Seeberger, P. H., Pereira, C. L., & Govindan, S. (2017). Total synthesis of a Streptococcus pneumoniae serotype 12F CPS repeating unit hexasaccharide. Beilstein Journal of Organic Chemistry, 13, 164-173. doi:10.3762/bjoc.13.19.


Cite as: https://hdl.handle.net/11858/00-001M-0000-002C-514D-6
Abstract
The Gram-positive bacterium Streptococcus pneumoniae causes severe disease globally. Vaccines that prevent S. pneumoniae infections induce antibodies against epitopes within the bacterial capsular polysaccharide (CPS).
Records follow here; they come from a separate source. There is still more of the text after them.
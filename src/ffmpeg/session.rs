//! Decoding session backed by short-lived ffmpeg processes.
//!
//! Every position change queues a single-frame decode. One worker task per
//! session runs decodes back to back; when several positions are requested
//! while a decode is running only the newest one is decoded next, and results
//! for superseded requests are dropped.

use std::sync::Arc;
use std::sync::atomic::{AtomicBool, Ordering};

use image::ImageFormat;
use parking_lot::Mutex;
use tokio::runtime::Handle;
use tokio::sync::broadcast;

use super::discovery::get_ffmpeg_path;
use super::probe::{MediaProbe, probe_media};
use super::runner::run_capture_blocking;
use crate::error::PreviewError;
use crate::session::{
    DecodingSession, FrameError, HLS_MIME, MediaBackend, ReadyState, SessionEvent, VideoFrame,
};

/// Decoded frames are downscaled to at most this width before leaving ffmpeg.
pub const MAX_DECODE_WIDTH: u32 = 640;

const EVENT_CAPACITY: usize = 64;
/// Seeks are kept this far before the reported end so a frame always exists.
const END_GUARD_SECONDS: f64 = 0.1;

pub fn build_frame_args(source: &str, time: f64, max_width: u32) -> Vec<String> {
    vec![
        "-hide_banner".into(),
        "-loglevel".into(),
        "error".into(),
        "-ss".into(),
        format!("{:.3}", time.max(0.0)),
        "-i".into(),
        source.into(),
        "-an".into(),
        "-sn".into(),
        "-frames:v".into(),
        "1".into(),
        "-vf".into(),
        format!("scale='min({},iw)':-2", max_width),
        "-f".into(),
        "image2pipe".into(),
        "-c:v".into(),
        "png".into(),
        "pipe:1".into(),
    ]
}

/// Decodes the frame at `time`. Blocking.
pub fn decode_frame(source: &str, time: f64, max_width: u32) -> Result<VideoFrame, PreviewError> {
    let ffmpeg = get_ffmpeg_path()?;
    let png = run_capture_blocking(&ffmpeg, &build_frame_args(source, time, max_width))?;
    if png.is_empty() {
        return Err(PreviewError::from(format!(
            "FFmpeg produced no frame at {:.3}s",
            time
        )));
    }
    let image = image::load_from_memory_with_format(&png, ImageFormat::Png)
        .map_err(|e| PreviewError::from(format!("Failed to decode frame: {}", e)))?
        .into_rgba8();
    Ok(VideoFrame {
        width: image.width(),
        height: image.height(),
        data: image.into_raw(),
    })
}

async fn blocking<T, F>(f: F) -> Result<T, PreviewError>
where
    F: FnOnce() -> Result<T, PreviewError> + Send + 'static,
    T: Send + 'static,
{
    tokio::task::spawn_blocking(f)
        .await
        .map_err(|e| PreviewError::from(format!("Decode task failed: {}", e)))?
}

#[derive(Debug, Clone, Copy, PartialEq, Eq)]
enum DecodePurpose {
    Load,
    Seek,
    Refresh,
}

#[derive(Debug, Clone, Copy)]
struct DecodeTarget {
    time: f64,
    request: u64,
    purpose: DecodePurpose,
}

#[derive(Default)]
struct DecodeState {
    source: Option<String>,
    source_id: u64,
    probe: Option<MediaProbe>,
    /// Probing the current source failed; cleared by the next load.
    load_failed: bool,
    ready: Option<ReadyState>,
    time: f64,
    frame: Option<VideoFrame>,
    request: u64,
    target: Option<DecodeTarget>,
    worker_running: bool,
}

impl DecodeState {
    fn clamp_time(&self, time: f64) -> f64 {
        let time = if time.is_finite() { time.max(0.0) } else { 0.0 };
        match self.probe {
            Some(probe) if probe.duration > 0.0 => {
                time.min((probe.duration - END_GUARD_SECONDS).max(0.0))
            }
            _ => time,
        }
    }

    /// Position moved: the held frame no longer matches it.
    fn invalidate_frame(&mut self) {
        self.frame = None;
        if self.ready > Some(ReadyState::HaveMetadata) {
            self.ready = Some(ReadyState::HaveMetadata);
        }
    }
}

struct Inner {
    state: Mutex<DecodeState>,
    events: broadcast::Sender<SessionEvent>,
    max_width: u32,
    headless: AtomicBool,
}

impl Inner {
    fn emit(&self, event: SessionEvent) {
        let _ = self.events.send(event);
    }
}

pub struct FfmpegSession {
    inner: Arc<Inner>,
    runtime: Handle,
}

impl FfmpegSession {
    pub fn new(runtime: Handle) -> Self {
        Self::with_max_width(runtime, MAX_DECODE_WIDTH)
    }

    pub fn with_max_width(runtime: Handle, max_width: u32) -> Self {
        let (events, _) = broadcast::channel(EVENT_CAPACITY);
        Self {
            inner: Arc::new(Inner {
                state: Mutex::new(DecodeState::default()),
                events,
                max_width: max_width.max(1),
                headless: AtomicBool::new(false),
            }),
            runtime,
        }
    }

    pub fn source(&self) -> Option<String> {
        self.inner.state.lock().source.clone()
    }

    pub fn duration(&self) -> Option<f64> {
        self.inner
            .state
            .lock()
            .probe
            .map(|p| p.duration)
            .filter(|d| *d > 0.0)
    }

    pub fn is_headless(&self) -> bool {
        self.inner.headless.load(Ordering::Relaxed)
    }

    /// Position reported by an external player during playback.
    pub fn report_playback_time(&self, time: f64) {
        {
            let mut state = self.inner.state.lock();
            state.time = state.clamp_time(time);
            state.invalidate_frame();
        }
        self.inner.emit(SessionEvent::TimeUpdate);
        self.request_decode(DecodePurpose::Refresh);
    }

    /// A seek already completed by an external player.
    pub fn report_seeked(&self, time: f64) {
        {
            let mut state = self.inner.state.lock();
            state.time = state.clamp_time(time);
            state.invalidate_frame();
        }
        self.inner.emit(SessionEvent::Seeking);
        self.inner.emit(SessionEvent::Seeked);
        self.request_decode(DecodePurpose::Refresh);
    }

    fn request_decode(&self, purpose: DecodePurpose) {
        let spawn_worker = {
            let mut state = self.inner.state.lock();
            if state.source.is_none() {
                return;
            }
            state.request += 1;
            state.target = Some(DecodeTarget {
                time: state.time,
                request: state.request,
                purpose,
            });
            !std::mem::replace(&mut state.worker_running, true)
        };
        if spawn_worker {
            self.runtime.spawn(run_decoder(Arc::clone(&self.inner)));
        }
    }
}

async fn run_decoder(inner: Arc<Inner>) {
    loop {
        let job = {
            let mut state = inner.state.lock();
            match (state.target.take(), state.source.clone()) {
                (Some(mut target), Some(source)) => {
                    target.time = state.clamp_time(target.time);
                    (target, source, state.source_id, state.probe)
                }
                _ => {
                    state.worker_running = false;
                    return;
                }
            }
        };
        let (target, source, source_id, probe) = job;

        if probe.is_none() {
            let url = source.clone();
            match blocking(move || probe_media(&url)).await {
                Ok(probe) => {
                    {
                        let mut state = inner.state.lock();
                        if state.source_id != source_id {
                            continue;
                        }
                        state.probe = Some(probe);
                        state.ready = state.ready.max(Some(ReadyState::HaveMetadata));
                        // Requeue so the position is clamped against the probed duration.
                        if state.target.is_none() {
                            state.target = Some(target);
                        }
                        state.time = state.clamp_time(state.time);
                    }
                    log::debug!(
                        target: "scrub_preview::ffmpeg::session",
                        "{}x{}, {:.3}s: {}",
                        probe.width,
                        probe.height,
                        probe.duration,
                        source
                    );
                    inner.emit(SessionEvent::LoadedMetadata);
                    continue;
                }
                Err(e) => {
                    let current = {
                        let mut state = inner.state.lock();
                        let current = state.source_id == source_id;
                        if current {
                            state.load_failed = true;
                        }
                        current
                    };
                    if current {
                        log::warn!(
                            target: "scrub_preview::ffmpeg::session",
                            "probe failed for {}: {}",
                            source,
                            e
                        );
                        inner.emit(SessionEvent::Error);
                    }
                    continue;
                }
            }
        }

        let max_width = inner.max_width;
        let url = source.clone();
        let time = target.time;
        let result = blocking(move || decode_frame(&url, time, max_width)).await;

        {
            let mut state = inner.state.lock();
            if state.source_id != source_id || state.request != target.request {
                log::trace!(
                    target: "scrub_preview::ffmpeg::session",
                    "dropping superseded frame at {:.3}s",
                    time
                );
                continue;
            }
            match result {
                Ok(frame) => {
                    state.frame = Some(frame);
                    state.ready = Some(ReadyState::HaveEnoughData);
                }
                Err(e) => {
                    drop(state);
                    log::warn!(
                        target: "scrub_preview::ffmpeg::session",
                        "decode at {:.3}s failed: {}",
                        time,
                        e
                    );
                    inner.emit(SessionEvent::Error);
                    continue;
                }
            }
        }

        match target.purpose {
            DecodePurpose::Load => {
                inner.emit(SessionEvent::CanPlay);
                inner.emit(SessionEvent::CanPlayThrough);
            }
            DecodePurpose::Seek => {
                inner.emit(SessionEvent::Seeked);
                inner.emit(SessionEvent::CanPlay);
            }
            DecodePurpose::Refresh => inner.emit(SessionEvent::CanPlay),
        }
    }
}

impl DecodingSession for FfmpegSession {
    fn ready_state(&self) -> ReadyState {
        self.inner
            .state
            .lock()
            .ready
            .unwrap_or(ReadyState::HaveNothing)
    }

    fn current_time(&self) -> f64 {
        self.inner.state.lock().time
    }

    fn set_current_time(&self, time: f64) {
        {
            let mut state = self.inner.state.lock();
            state.time = state.clamp_time(time);
            state.invalidate_frame();
        }
        self.inner.emit(SessionEvent::Seeking);
        self.request_decode(DecodePurpose::Seek);
    }

    fn video_size(&self) -> (u32, u32) {
        self.inner
            .state
            .lock()
            .probe
            .map(|p| (p.width, p.height))
            .unwrap_or((0, 0))
    }

    fn subscribe(&self) -> broadcast::Receiver<SessionEvent> {
        self.inner.events.subscribe()
    }

    fn read_frame(&self) -> Result<VideoFrame, FrameError> {
        self.inner
            .state
            .lock()
            .frame
            .clone()
            .ok_or(FrameError::Unavailable)
    }

    fn load_source(&self, url: &str) {
        {
            let mut state = self.inner.state.lock();
            let (source_id, request, worker_running) =
                (state.source_id + 1, state.request, state.worker_running);
            *state = DecodeState {
                source: Some(url.to_string()),
                source_id,
                request,
                worker_running,
                ..DecodeState::default()
            };
        }
        log::debug!(
            target: "scrub_preview::ffmpeg::session",
            "loading {} ({})",
            url,
            if self.is_headless() { "headless" } else { "primary" }
        );
        self.request_decode(DecodePurpose::Load);
    }

    fn clear_source(&self) {
        let mut state = self.inner.state.lock();
        let (source_id, request, worker_running) =
            (state.source_id + 1, state.request, state.worker_running);
        *state = DecodeState {
            source_id,
            request,
            worker_running,
            ..DecodeState::default()
        };
    }

    fn can_play_type(&self, mime: &str) -> bool {
        mime == HLS_MIME || mime.starts_with("video/")
    }

    fn has_load_error(&self) -> bool {
        self.inner.state.lock().load_failed
    }

    fn prepare_headless(&self) {
        self.inner.headless.store(true, Ordering::Relaxed);
    }
}

/// Backend whose headless sessions decode through ffmpeg. HLS is read natively.
pub struct FfmpegBackend {
    runtime: Handle,
}

impl FfmpegBackend {
    pub fn new(runtime: Handle) -> Self {
        Self { runtime }
    }

    pub fn current() -> Result<Self, PreviewError> {
        Handle::try_current()
            .map(Self::new)
            .map_err(|_| PreviewError::NoRuntime)
    }
}

impl MediaBackend for FfmpegBackend {
    fn create_headless_session(&self) -> Arc<dyn DecodingSession> {
        Arc::new(FfmpegSession::new(self.runtime.clone()))
    }
}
A better immunological understanding of the epitopes that protect from bacterial infection requires defined oligosaccharides obtained by total synthesis. The key to the synthesis of the S. pneumoniae serotype 12F CPS hexasaccharide repeating unit that is not contained in currently used glycoconjugate vaccines is the assembly of the trisaccharide β-D-GalpNAc-(1→4)-[α-D-Glcp-(1→3)]-β-D-ManpNAcA, in which the branching points are equipped with orthogonal protecting groups. A linear approach relying on the sequential assembly of monosaccharide building blocks proved superior to a convergent [3 + 3] strategy that was not successful due to steric constraints. The synthetic hexasaccharide is the starting point for further immunological investigations.